American legskate
- Conservation status: Least Concern (IUCN 3.1)

Scientific classification
- Kingdom: Animalia
- Phylum: Chordata
- Class: Chondrichthyes
- Subclass: Elasmobranchii
- Order: Rajiformes
- Family: Anacanthobatidae
- Genus: Schroederobatis Hulley, 1973
- Species: S. americana
- Binomial name: Schroederobatis americana (Bigelow & Schroeder, 1962)
- Synonyms: Anacanthobatis americana Bigelow & Schroeder, 1962;

= American legskate =

- Authority: (Bigelow & Schroeder, 1962)
- Conservation status: LC
- Synonyms: Anacanthobatis americana Bigelow & Schroeder, 1962
- Parent authority: Hulley, 1973

Species of cartilaginous fish

The American legskate (Schroederobatis americana) is a species of cartilaginous fish, a ray, belonging to the family Anacanthobatidae, the smooth skates. It is the only species in the monotypic genus Schroederobatis. This bathydemersal species is found in the southern Caribbean and off northern South America.

==Taxonomy==
The American legskate was first formally described in 1962 as Anacanthobatis americana by Henry Bryant Bigelow and William Charles Schroeder with its type locality given as between Grenada and Venezuela at 11°35'N, 62°41'W, from a depth of 212 to 250 fathom. In 1973 the South African ichthyologist P. Alexander Hulley proposed the subgenus Schroederobatis, of the genus Anacanthobatis for A. americana, and it remains the only species in that genus.

==Etymology==
The American legskate is the only species in the genus Schroederobatis, an name honours Schroeder, the junior author of the description of this species, suffixing his name with -batis, meaning a "flat fish", and a word often used in the scientific names of rays.
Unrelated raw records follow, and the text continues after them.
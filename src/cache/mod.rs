//! Embedded metadata cache over SQLite.
//!
//! One table maps sample ID to an opaque JSON record plus the indexed
//! columns used for validator target selection and queue reconstruction.
//! Writes go through a write-behind buffer flushed on size, age, `close()`,
//! and every checkpoint save. WAL journaling with NORMAL synchronous trades
//! an in-flight buffer on crash for throughput; the next crawl re-fetches
//! anything lost.

pub mod schema;

use std::collections::HashSet;
use std::path::Path;
use std::time::{Duration, Instant};

use chrono::{DateTime, Utc};
use rusqlite::types::Value as SqlValue;
use rusqlite::Connection;

use crate::api::SampleRecord;
use crate::error::EchomapError;
use crate::SampleId;

/// Write-behind buffer flushes when it reaches this many records...
pub const WRITE_BUFFER_CAP: usize = 200;
/// ...or when the oldest buffered record is this old.
pub const WRITE_BUFFER_MAX_AGE: Duration = Duration::from_secs(30);

/// Bound parameters per inserted row:
/// (id, record, last_updated, last_existence_check, priority_score, is_dormant).
pub const PARAMS_PER_ROW: usize = 6;

/// SQLite rejects prepared statements with more than 999 parameters, so a
/// multi-row insert is capped at 166 rows (166 × 6 = 996).
pub const SAFE_CHUNK: usize = 166;

/// Hard cap on rows per bulk-insert transaction; larger maps are split.
pub const MAX_BATCH_ROWS: usize = 500;

#[derive(Debug)]
pub struct MetadataCache {
    conn: Connection,
    buffer: Vec<SampleRecord>,
    buffer_since: Option<Instant>,
    /// Multi-row INSERT statements executed so far (diagnostics).
    bulk_statements: u64,
}

impl MetadataCache {
    pub fn open(path: &Path) -> Result<Self, EchomapError> {
        let conn = Connection::open(path)?;
        Self::configure(conn)
    }

    pub fn open_in_memory() -> Result<Self, EchomapError> {
        Self::configure(Connection::open_in_memory()?)
    }

    fn configure(conn: Connection) -> Result<Self, EchomapError> {
        // journal_mode returns a result row; plain pragma_update rejects it.
        conn.query_row("PRAGMA journal_mode=WAL", [], |_| Ok(()))?;
        // NORMAL, not FULL: losing an in-flight buffer on power loss is
        // recoverable by re-fetching.
        conn.pragma_update(None, "synchronous", "NORMAL")?;
        schema::apply_migrations(&conn)?;

        Ok(Self {
            conn,
            buffer: Vec::with_capacity(WRITE_BUFFER_CAP),
            buffer_since: None,
            bulk_statements: 0,
        })
    }

    // -----------------------------------------------------------------------
    // Write path
    // -----------------------------------------------------------------------

    /// Buffered upsert. Later `set` calls for the same ID supersede earlier
    /// ones still in the buffer.
    pub fn set(&mut self, record: SampleRecord) -> Result<(), EchomapError> {
        self.buffer.retain(|r| r.id != record.id);
        self.buffer.push(record);
        self.buffer_since.get_or_insert_with(Instant::now);

        let aged = self
            .buffer_since
            .is_some_and(|since| since.elapsed() >= WRITE_BUFFER_MAX_AGE);
        if self.buffer.len() >= WRITE_BUFFER_CAP || aged {
            self.flush()?;
        }
        Ok(())
    }

    /// Drain the write-behind buffer to disk.
    pub fn flush(&mut self) -> Result<(), EchomapError> {
        if self.buffer.is_empty() {
            return Ok(());
        }
        let rows = std::mem::take(&mut self.buffer);
        self.buffer_since = None;
        self.insert_rows(&rows, SAFE_CHUNK)
    }

    /// Bulk upsert for large imports, chunked at the safe ceiling.
    pub fn bulk_insert(&mut self, rows: &[SampleRecord]) -> Result<(), EchomapError> {
        self.bulk_insert_chunked(rows, SAFE_CHUNK)
    }

    /// Bulk upsert with a caller-requested chunk size. Requests above the
    /// safe ceiling are capped with a warning rather than rejected.
    pub fn bulk_insert_chunked(
        &mut self,
        rows: &[SampleRecord],
        chunk_size: usize,
    ) -> Result<(), EchomapError> {
        let chunk_size = if chunk_size > SAFE_CHUNK {
            tracing::warn!(
                requested = chunk_size,
                cap = SAFE_CHUNK,
                "bulk insert chunk size exceeds the parameter-limit ceiling — capping"
            );
            SAFE_CHUNK
        } else {
            chunk_size.max(1)
        };
        self.insert_rows(rows, chunk_size)
    }

    fn insert_rows(&mut self, rows: &[SampleRecord], chunk_size: usize) -> Result<(), EchomapError> {
        if rows.is_empty() {
            return Ok(());
        }
        for batch in rows.chunks(MAX_BATCH_ROWS) {
            let tx = self.conn.transaction()?;
            for chunk in batch.chunks(chunk_size) {
                let placeholders = vec!["(?, ?, ?, ?, ?, ?)"; chunk.len()].join(", ");
                let sql = format!(
                    "INSERT OR REPLACE INTO samples \
                     (id, record, last_updated, last_existence_check, priority_score, is_dormant) \
                     VALUES {placeholders}"
                );

                let mut params: Vec<SqlValue> =
                    Vec::with_capacity(chunk.len() * PARAMS_PER_ROW);
                for record in chunk {
                    let blob = serde_json::to_string(record)?;
                    params.push(SqlValue::Integer(record.id));
                    params.push(SqlValue::Text(blob));
                    params.push(SqlValue::Text(Utc::now().to_rfc3339()));
                    params.push(opt_ts(record.last_existence_check_at));
                    params.push(SqlValue::Real(record.priority_score));
                    params.push(SqlValue::Integer(0));
                }

                tx.execute(&sql, rusqlite::params_from_iter(params))?;
                self.bulk_statements += 1;
            }
            tx.commit()?;
        }
        Ok(())
    }

    /// Merge `partial` into the stored JSON record and sync the indexed
    /// columns in the same statement. Returns false if the ID is unknown.
    pub fn update_fields(
        &mut self,
        id: SampleId,
        partial: &serde_json::Map<String, serde_json::Value>,
    ) -> Result<bool, EchomapError> {
        self.flush()?;

        let blob: Option<String> = self
            .conn
            .query_row("SELECT record FROM samples WHERE id = ?1", [id], |row| {
                row.get(0)
            })
            .map(Some)
            .or_else(ignore_no_rows)?;
        let Some(blob) = blob else {
            return Ok(false);
        };

        let mut value: serde_json::Value = serde_json::from_str(&blob)?;
        let Some(object) = value.as_object_mut() else {
            return Err(EchomapError::Other(format!(
                "record for sample {id} is not a JSON object"
            )));
        };
        for (key, field) in partial {
            object.insert(key.clone(), field.clone());
        }

        let priority: Option<f64> = partial.get("priority_score").and_then(|v| v.as_f64());
        let existence: Option<String> = partial
            .get("last_existence_check_at")
            .and_then(|v| v.as_str())
            .map(str::to_string);

        self.conn.execute(
            "UPDATE samples SET record = ?2, last_updated = ?3, \
             last_existence_check = COALESCE(?4, last_existence_check), \
             priority_score = COALESCE(?5, priority_score) \
             WHERE id = ?1",
            rusqlite::params![
                id,
                serde_json::to_string(&value)?,
                Utc::now().to_rfc3339(),
                existence,
                priority,
            ],
        )?;
        Ok(true)
    }

    /// Stamp a successful existence check without touching metadata fields.
    pub fn record_existence_check(
        &mut self,
        id: SampleId,
        now: DateTime<Utc>,
    ) -> Result<bool, EchomapError> {
        let mut partial = serde_json::Map::new();
        partial.insert(
            "last_existence_check_at".into(),
            serde_json::Value::String(now.to_rfc3339()),
        );
        self.update_fields(id, &partial)
    }

    pub fn delete(&mut self, id: SampleId) -> Result<bool, EchomapError> {
        self.buffer.retain(|r| r.id != id);
        let changed = self
            .conn
            .execute("DELETE FROM samples WHERE id = ?1", [id])?;
        Ok(changed > 0)
    }

    /// Mark a sample dormant: it stops being selected for partial
    /// validation until a successful validation wakes it.
    pub fn mark_dormant(&mut self, id: SampleId, now: DateTime<Utc>) -> Result<(), EchomapError> {
        self.conn.execute(
            "UPDATE samples SET is_dormant = 1, \
             dormant_since = COALESCE(dormant_since, ?2) WHERE id = ?1",
            rusqlite::params![id, now.to_rfc3339()],
        )?;
        Ok(())
    }

    pub fn wake(&mut self, id: SampleId) -> Result<(), EchomapError> {
        self.conn.execute(
            "UPDATE samples SET is_dormant = 0, dormant_since = NULL WHERE id = ?1",
            [id],
        )?;
        Ok(())
    }

    // -----------------------------------------------------------------------
    // Read path
    // -----------------------------------------------------------------------

    pub fn get(&self, id: SampleId) -> Result<Option<SampleRecord>, EchomapError> {
        // The buffer is newer than disk; program order must hold for readers
        // in the same process.
        if let Some(buffered) = self.buffer.iter().rev().find(|r| r.id == id) {
            return Ok(Some(buffered.clone()));
        }

        let blob: Option<String> = self
            .conn
            .query_row("SELECT record FROM samples WHERE id = ?1", [id], |row| {
                row.get(0)
            })
            .map(Some)
            .or_else(ignore_no_rows)?;
        blob.map(|b| serde_json::from_str(&b).map_err(EchomapError::from))
            .transpose()
    }

    pub fn contains(&self, id: SampleId) -> Result<bool, EchomapError> {
        if self.buffer.iter().any(|r| r.id == id) {
            return Ok(true);
        }
        let found: Option<i64> = self
            .conn
            .query_row("SELECT 1 FROM samples WHERE id = ?1", [id], |row| {
                row.get(0)
            })
            .map(Some)
            .or_else(ignore_no_rows)?;
        Ok(found.is_some())
    }

    /// All known IDs, ascending. Flushes first so the answer is complete.
    pub fn ids(&mut self) -> Result<Vec<SampleId>, EchomapError> {
        self.flush()?;
        let mut stmt = self.conn.prepare("SELECT id FROM samples ORDER BY id")?;
        let ids = stmt
            .query_map([], |row| row.get(0))?
            .collect::<Result<Vec<SampleId>, _>>()?;
        Ok(ids)
    }

    /// Up to `n` non-dormant IDs, oldest existence check first. Rows never
    /// checked (NULL) sort before everything else.
    pub fn select_oldest_by_existence_check(
        &mut self,
        n: usize,
    ) -> Result<Vec<SampleId>, EchomapError> {
        self.flush()?;
        let mut stmt = self.conn.prepare(
            "SELECT id FROM samples WHERE is_dormant = 0 \
             ORDER BY last_existence_check ASC, id ASC LIMIT ?1",
        )?;
        let ids = stmt
            .query_map([n as i64], |row| row.get(0))?
            .collect::<Result<Vec<SampleId>, _>>()?;
        Ok(ids)
    }

    pub fn row_count(&mut self) -> Result<usize, EchomapError> {
        self.flush()?;
        let count: i64 = self
            .conn
            .query_row("SELECT COUNT(*) FROM samples", [], |row| row.get(0))?;
        Ok(count as usize)
    }

    /// Number of stored records with a non-positive filesize: the cheap
    /// corruption probe run by the checkpoint verifier.
    pub fn corrupt_filesize_count(&mut self) -> Result<usize, EchomapError> {
        self.flush()?;
        let count: i64 = self.conn.query_row(
            "SELECT COUNT(*) FROM samples \
             WHERE COALESCE(CAST(json_extract(record, '$.filesize') AS INTEGER), 0) <= 0",
            [],
            |row| row.get(0),
        )?;
        Ok(count as usize)
    }

    /// Visit every stored record. Used to rebuild the crawler's membership
    /// index at load time.
    pub fn for_each_record<F>(&mut self, mut visit: F) -> Result<(), EchomapError>
    where
        F: FnMut(SampleId, SampleRecord),
    {
        self.flush()?;
        let mut stmt = self.conn.prepare("SELECT id, record FROM samples")?;
        let rows = stmt.query_map([], |row| {
            Ok((row.get::<_, SampleId>(0)?, row.get::<_, String>(1)?))
        })?;
        for row in rows {
            let (id, blob) = row?;
            match serde_json::from_str(&blob) {
                Ok(record) => visit(id, record),
                Err(e) => tracing::warn!(id, "skipping undecodable cache record: {e}"),
            }
        }
        Ok(())
    }

    pub fn dormant_ids(&mut self) -> Result<HashSet<SampleId>, EchomapError> {
        self.flush()?;
        let mut stmt = self
            .conn
            .prepare("SELECT id FROM samples WHERE is_dormant = 1")?;
        let ids = stmt
            .query_map([], |row| row.get(0))?
            .collect::<Result<HashSet<SampleId>, _>>()?;
        Ok(ids)
    }

    // -----------------------------------------------------------------------
    // Lifecycle
    // -----------------------------------------------------------------------

    /// Fold the WAL back into the main database file so the on-disk file is
    /// self-contained for checkpointing and archiving.
    pub fn checkpoint_wal(&mut self) -> Result<(), EchomapError> {
        self.flush()?;
        self.conn
            .query_row("PRAGMA wal_checkpoint(TRUNCATE)", [], |_| Ok(()))?;
        Ok(())
    }

    pub fn close(mut self) -> Result<(), EchomapError> {
        self.checkpoint_wal()
    }

    pub fn buffered_len(&self) -> usize {
        self.buffer.len()
    }

    pub fn bulk_statements_executed(&self) -> u64 {
        self.bulk_statements
    }
}

fn opt_ts(ts: Option<DateTime<Utc>>) -> SqlValue {
    match ts {
        Some(t) => SqlValue::Text(t.to_rfc3339()),
        None => SqlValue::Null,
    }
}

fn ignore_no_rows<T>(e: rusqlite::Error) -> Result<Option<T>, rusqlite::Error> {
    match e {
        rusqlite::Error::QueryReturnedNoRows => Ok(None),
        other => Err(other),
    }
}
The specific name. americana means "of America".

==Description==
The American legskate has a heart-shaped disc which is slightly wider than it is long and which has convex posterior margins with the posterior tips of the disc being unconnected to the body and reaching past the origin of the pelvic fins. The anterior margin of the disk or roughly straight until it begins to curve near the rounded tips of the pectoral fins. There is a long snout to the front of the eyes which is sharply pointed and terminates in a short, slender filament. The front lobes of the pelvic fins are long and slender, resembling legs and are clearly separated from the rear lobes. The caudal peduncle is slender, as is the tail which has small upper and lowerlobes. There is no dorsal fin. The skin is smooth, with no spines apart from the upper edges of the wings of males. The colour of the upper surface is uniform grey-brown while that of the lower surface is greyish-white, mottled with dark-brown to the rear of the mouth. This species has a maximum total length of 38 cm, and a maximum width from wingtip to wingtip of 40 cm.

==Distribution and habitat==
The American legskate is found in the Western Atlantic Ocean where it occurs off Central and northern South America from Belize to Suriname, it has also been recorded off Hispaniola. It occurs on soft substrates close to the edge of the continental shelf and on the upper continental slopes at depths between 183 and 915 m.